//! Sync run entity for the availability refresh pipeline

use sea_orm::entity::prelude::*;
use serde::{Deserialize, Serialize};
use std::fmt;

/// Sync run lifecycle: queued -> running -> succeeded | failed
#[derive(Clone, Copy, Debug, PartialEq, Eq, Serialize, Deserialize)]
#[serde(rename_all = "snake_case")]
pub enum SyncRunStatus {
    Queued,
    Running,
    Succeeded,
    Failed,
}

impl SyncRunStatus {
    pub fn as_str(&self) -> &'static str {
        match self {
            SyncRunStatus::Queued => "queued",
            SyncRunStatus::Running => "running",
            SyncRunStatus::Succeeded => "succeeded",
            SyncRunStatus::Failed => "failed",
        }
    }
}

impl fmt::Display for SyncRunStatus {
    fn fmt(&self, f: &mut fmt::Formatter<'_>) -> fmt::Result {
        f.write_str(self.as_str())
    }
}

impl From<String> for SyncRunStatus {
    fn from(s: String) -> Self {
        match s.as_str() {
            "queued" => SyncRunStatus::Queued,
            "running" => SyncRunStatus::Running,
            "succeeded" => SyncRunStatus::Succeeded,
            "failed" => SyncRunStatus::Failed,
            _ => SyncRunStatus::Queued,
        }
    }
}

impl From<SyncRunStatus> for String {
    fn from(status: SyncRunStatus) -> Self {
        status.as_str().to_string()
    }
}

/// Kind of work a sync run performs
#[derive(Clone, Copy, Debug, PartialEq, Eq, Serialize, Deserialize)]
#[serde(rename_all = "snake_case")]
pub enum SyncRunKind {
    AvailabilityRefresh,
}

impl SyncRunKind {
    pub fn as_str(&self) -> &'static str {
        match self {
            SyncRunKind::AvailabilityRefresh => "availability_refresh",
        }
    }
}

#[derive(Clone, Debug, PartialEq, Eq, DeriveEntityModel, Serialize, Deserialize)]
#[sea_orm(table_name = "sync_runs")]
pub struct Model {
    #[sea_orm(primary_key, auto_increment = false)]
    pub id: Uuid,

    pub user_id: Uuid,

    #[sea_orm(column_type = "Text")]
    pub kind: String,

    #[sea_orm(column_type = "Text")]
    pub status: String,

    pub progress_current: i32,

    pub progress_total: i32,

    #[sea_orm(column_type = "Text", nullable)]
    pub error_message: Option<String>,

    pub started_at: Option<DateTimeWithTimeZone>,

    pub finished_at: Option<DateTimeWithTimeZone>,

    pub created_at: DateTimeWithTimeZone,

    pub updated_at: DateTimeWithTimeZone,
}

impl Model {
    /// Get the run status as an enum
    pub fn run_status(&self) -> SyncRunStatus {
        SyncRunStatus::from(self.status.clone())
    }

    /// Time since the run last recorded a transition or progress
    pub fn idle_for(&self, now: chrono::DateTime<chrono::Utc>) -> std::time::Duration {
        now.signed_duration_since(self.updated_at)
            .to_std()
            .unwrap_or_default()
    }
}

#[derive(Copy, Clone, Debug, EnumIter, DeriveRelation)]
pub enum Relation {}

impl ActiveModelBehavior for ActiveModel {}
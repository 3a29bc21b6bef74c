//! Schema bootstrap from the entity definitions

use crate::db::models::*;
use crate::errors::Result;
use sea_orm::sea_query::{Index, IndexCreateStatement};
use sea_orm::{ConnectionTrait, EntityTrait, Schema};

/// Create every table and natural-key index that does not exist yet
pub async fn create_schema<C: ConnectionTrait>(conn: &C) -> Result<()> {
    let backend = conn.get_database_backend();
    let schema = Schema::new(backend);

    let tables = [
        schema.create_table_from_entity(CatalogItemEntity).if_not_exists().to_owned(),
        schema.create_table_from_entity(ShelfItemEntity).if_not_exists().to_owned(),
        schema.create_table_from_entity(CatalogMatchEntity).if_not_exists().to_owned(),
        schema.create_table_from_entity(AvailabilitySnapshotEntity).if_not_exists().to_owned(),
        schema.create_table_from_entity(NotificationEventEntity).if_not_exists().to_owned(),
        schema.create_table_from_entity(SyncRunEntity).if_not_exists().to_owned(),
        schema.create_table_from_entity(UserSettingsEntity).if_not_exists().to_owned(),
    ];

    for table in &tables {
        conn.execute(backend.build(table)).await?;
    }

    for index in indexes() {
        conn.execute(backend.build(&index)).await?;
    }

    Ok(())
}

fn unique_index<E: EntityTrait>(
    name: &str,
    entity: E,
    columns: &[E::Column],
) -> IndexCreateStatement {
    let mut index = Index::create();
    index.name(name).table(entity).unique().if_not_exists();
    for column in columns {
        index.col(*column);
    }
    index.to_owned()
}

fn indexes() -> Vec<IndexCreateStatement> {
    vec![
        unique_index(
            "ux_catalog_items_provider_item",
            CatalogItemEntity,
            &[CatalogItemColumn::Provider, CatalogItemColumn::ProviderItemId],
        ),
        unique_index(
            "ux_shelf_items_user_source_external",
            ShelfItemEntity,
            &[ShelfItemColumn::UserId, ShelfItemColumn::SourceId, ShelfItemColumn::ExternalId],
        ),
        unique_index(
            "ux_catalog_matches_user_shelf_item",
            CatalogMatchEntity,
            &[CatalogMatchColumn::UserId, CatalogMatchColumn::ShelfItemId],
        ),
        unique_index(
            "ux_availability_snapshots_user_item_format",
            AvailabilitySnapshotEntity,
            &[
                AvailabilitySnapshotColumn::UserId,
                AvailabilitySnapshotColumn::CatalogItemId,
                AvailabilitySnapshotColumn::Format,
            ],
        ),
        Index::create()
            .name("ix_shelf_items_user_identity")
            .table(ShelfItemEntity)
            .col(ShelfItemColumn::UserId)
            .col(ShelfItemColumn::IdentityKey)
            .if_not_exists()
            .to_owned(),
        Index::create()
            .name("ix_notification_events_user_created")
            .table(NotificationEventEntity)
            .col(NotificationEventColumn::UserId)
            .col(NotificationEventColumn::CreatedAt)
            .if_not_exists()
            .to_owned(),
    ]
}

#[cfg(test)]
mod tests {
    use crate::db::DbPool;

    #[tokio::test]
    async fn test_schema_is_idempotent() {
        let pool = DbPool::connect_in_memory().await.unwrap();
        super::create_schema(pool.write()).await.unwrap();
        pool.ping().await.unwrap();
    }
}
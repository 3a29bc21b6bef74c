//! Availability snapshot entity: latest known status per (user, item, format)

use crate::catalog::AvailabilityStatus;
use sea_orm::entity::prelude::*;
use serde::{Deserialize, Serialize};

#[derive(Clone, Debug, PartialEq, Eq, DeriveEntityModel, Serialize, Deserialize)]
#[sea_orm(table_name = "availability_snapshots")]
pub struct Model {
    #[sea_orm(primary_key, auto_increment = false)]
    pub id: Uuid,

    pub user_id: Uuid,

    pub catalog_item_id: Uuid,

    #[sea_orm(column_type = "Text")]
    pub format: String,

    #[sea_orm(column_type = "Text")]
    pub status: String,

    pub copies_available: Option<i32>,

    pub copies_total: Option<i32>,

    pub holds: Option<i32>,

    #[sea_orm(column_type = "Text", nullable)]
    pub deep_link: Option<String>,

    pub last_checked_at: DateTimeWithTimeZone,
}

impl Model {
    pub fn availability_status(&self) -> AvailabilityStatus {
        AvailabilityStatus::from(self.status.as_str())
    }
}

#[derive(Copy, Clone, Debug, EnumIter, DeriveRelation)]
pub enum Relation {
    #[sea_orm(
        belongs_to = "super::catalog_item::Entity",
        from = "Column::CatalogItemId",
        to = "super::catalog_item::Column::Id"
    )]
    CatalogItem,
}

impl Related<super::catalog_item::Entity> for Entity {
    fn to() -> RelationDef {
        Relation::CatalogItem.def()
    }
}

impl ActiveModelBehavior for ActiveModel {}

▬▬▬▬▬▬

The full listing above needs to be transcribed exactly.

Solution for this problem.
//! Sync run entity for the availability refresh pipeline

use sea_orm::entity::prelude::*;
use serde::{Deserialize, Serialize};
use std::fmt;

/// Sync run lifecycle: queued -> running -> succeeded | failed
#[derive(Clone, Copy, Debug, PartialEq, Eq, Serialize, Deserialize)]
#[serde(rename_all = "snake_case")]
pub enum SyncRunStatus {
    Queued,
    Running,
    Succeeded,
    Failed,
}

impl SyncRunStatus {
    pub fn as_str(&self) -> &'static str {
        match self {
            SyncRunStatus::Queued => "queued",
            SyncRunStatus::Running => "running",
            SyncRunStatus::Succeeded => "succeeded",
            SyncRunStatus::Failed => "failed",
        }
    }
}

impl fmt::Display for SyncRunStatus {
    fn fmt(&self, f: &mut fmt::Formatter<'_>) -> fmt::Result {
        f.write_str(self.as_str())
    }
}

impl From<String> for SyncRunStatus {
    fn from(s: String) -> Self {
        match s.as_str() {
            "queued" => SyncRunStatus::Queued,
            "running" => SyncRunStatus::Running,
            "succeeded" => SyncRunStatus::Succeeded,
            "failed" => SyncRunStatus::Failed,
            _ => SyncRunStatus::Queued,
        }
    }
}

impl From<SyncRunStatus> for String {
    fn from(status: SyncRunStatus) -> Self {
        status.as_str().to_string()
    }
}

/// Kind of work a sync run performs
#[derive(Clone, Copy, Debug, PartialEq, Eq, Serialize, Deserialize)]
#[serde(rename_all = "snake_case")]
pub enum SyncRunKind {
    AvailabilityRefresh,
}

impl SyncRunKind {
    pub fn as_str(&self) -> &'static str {
        match self {
            SyncRunKind::AvailabilityRefresh => "availability_refresh",
        }
    }
}

#[derive(Clone, Debug, PartialEq, Eq, DeriveEntityModel, Serialize, Deserialize)]
#[sea_orm(table_name = "sync_runs")]
pub struct Model {
    #[sea_orm(primary_key, auto_increment = false)]
    pub id: Uuid,

    pub user_id: Uuid,

    #[sea_orm(column_type = "Text")]
    pub kind: String,

    #[sea_orm(column_type = "Text")]
    pub status: String,

    pub progress_current: i32,

    pub progress_total: i32,

    #[sea_orm(column_type = "Text", nullable)]
    pub error_message: Option<String>,

    pub started_at: Option<DateTimeWithTimeZone>,

    pub finished_at: Option<DateTimeWithTimeZone>,

    pub created_at: DateTimeWithTimeZone,

    pub updated_at: DateTimeWithTimeZone,
}

impl Model {
    /// Get the run status as an enum
    pub fn run_status(&self) -> SyncRunStatus {
        SyncRunStatus::from(self.status.clone())
    }

    /// Time since the run last recorded a transition or progress
    pub fn idle_for(&self, now: chrono::DateTime<chrono::Utc>) -> std::time::Duration {
        now.signed_duration_since(self.updated_at)
            .to_std()
            .unwrap_or_default()
    }
}

#[derive(Copy, Clone, Debug, EnumIter, DeriveRelation)]
pub enum Relation {}

impl ActiveModelBehavior for ActiveModel {}
repository 3a29bc21b6bef74c
//! Schema bootstrap from the entity definitions

use crate::db::models::*;
use crate::errors::Result;
use sea_orm::sea_query::{Index, IndexCreateStatement};
use sea_orm::{ConnectionTrait, EntityTrait, Schema};

/// Create every table and natural-key index that does not exist yet
pub async fn create_schema<C: ConnectionTrait>(conn: &C) -> Result<()> {
    let backend = conn.get_database_backend();
    let schema = Schema::new(backend);

    let tables = [
        schema.create_table_from_entity(CatalogItemEntity).if_not_exists().to_owned(),
        schema.create_table_from_entity(ShelfItemEntity).if_not_exists().to_owned(),
        schema.create_table_from_entity(CatalogMatchEntity).if_not_exists().to_owned(),
        schema.create_table_from_entity(AvailabilitySnapshotEntity).if_not_exists().to_owned(),
        schema.create_table_from_entity(NotificationEventEntity).if_not_exists().to_owned(),
        schema.create_table_from_entity(SyncRunEntity).if_not_exists().to_owned(),
        schema.create_table_from_entity(UserSettingsEntity).if_not_exists().to_owned(),
    ];

    for table in &tables {
        conn.execute(backend.build(table)).await?;
    }

    for index in indexes() {
        conn.execute(backend.build(&index)).await?;
    }

    Ok(())
}

fn unique_index<E: EntityTrait>(
    name: &str,
    entity: E,
    columns: &[E::Column],
) -> IndexCreateStatement {
    let mut index = Index::create();
    index.name(name).table(entity).unique().if_not_exists();
    for column in columns {
        index.col(*column);
    }
    index.to_owned()
}

fn indexes() -> Vec<IndexCreateStatement> {
    vec![
        unique_index(
            "ux_catalog_items_provider_item",
            CatalogItemEntity,
            &[CatalogItemColumn::Provider, CatalogItemColumn::ProviderItemId],
        ),
        unique_index(
            "ux_shelf_items_user_source_external",
            ShelfItemEntity,
            &[ShelfItemColumn::UserId, ShelfItemColumn::SourceId, ShelfItemColumn::ExternalId],
        ),
        unique_index(
            "ux_catalog_matches_user_shelf_item",
            CatalogMatchEntity,
            &[CatalogMatchColumn::UserId, CatalogMatchColumn::ShelfItemId],
        ),
        unique_index(
            "ux_availability_snapshots_user_item_format",
            AvailabilitySnapshotEntity,
            &[
                AvailabilitySnapshotColumn::UserId,
                AvailabilitySnapshotColumn::CatalogItemId,
                AvailabilitySnapshotColumn::Format,
            ],
        ),
        Index::create()
            .name("ix_shelf_items_user_identity")
            .table(ShelfItemEntity)
            .col(ShelfItemColumn::UserId)
            .col(ShelfItemColumn::IdentityKey)
            .if_not_exists()
            .to_owned(),
        Index::create()
            .name("ix_notification_events_user_created")
            .table(NotificationEventEntity)
            .col(NotificationEventColumn::UserId)
            .col(NotificationEventColumn::CreatedAt)
            .if_not_exists()
            .to_owned(),
    ]
}

#[cfg(test)]
mod tests {
    use crate::db::DbPool;

    #[tokio::test]
    async fn test_schema_is_idempotent() {
        let pool = DbPool::connect_in_memory().await.unwrap();
        super::create_schema(pool.write()).await.unwrap();
        pool.ping().await.unwrap();
    }
}
repository 3a29bc21b6bef74c
//! Availability snapshot entity: latest known status per (user, item, format)

use crate::catalog::AvailabilityStatus;
use sea_orm::entity::prelude::*;
use serde::{Deserialize, Serialize};

#[derive(Clone, Debug, PartialEq, Eq, DeriveEntityModel, Serialize, Deserialize)]
#[sea_orm(table_name = "availability_snapshots")]
pub struct Model {
    #[sea_orm(primary_key, auto_increment = false)]
    pub id: Uuid,

    pub user_id: Uuid,

    pub catalog_item_id: Uuid,

    #[sea_orm(column_type = "Text")]
    pub format: String,

    #[sea_orm(column_type = "Text")]
    pub status: String,

    pub copies_available: Option<i32>,

    pub copies_total: Option<i32>,

    pub holds: Option<i32>,

    #[sea_orm(column_type = "Text", nullable)]
    pub deep_link: Option<String>,

    pub last_checked_at: DateTimeWithTimeZone,
}

impl Model {
    pub fn availability_status(&self) -> AvailabilityStatus {
        AvailabilityStatus::from(self.status.as_str())
    }
}

#[derive(Copy, Clone, Debug, EnumIter, DeriveRelation)]
pub enum Relation {
    #[sea_orm(
        belongs_to = "super::catalog_item::Entity",
        from = "Column::CatalogItemId",
        to = "super::catalog_item::Column::Id"
    )]
    CatalogItem,
}

impl Related<super::catalog_item::Entity> for Entity {
    fn to() -> RelationDef {
        Relation::CatalogItem.def()
    }
}

impl ActiveModelBehavior for ActiveModel {}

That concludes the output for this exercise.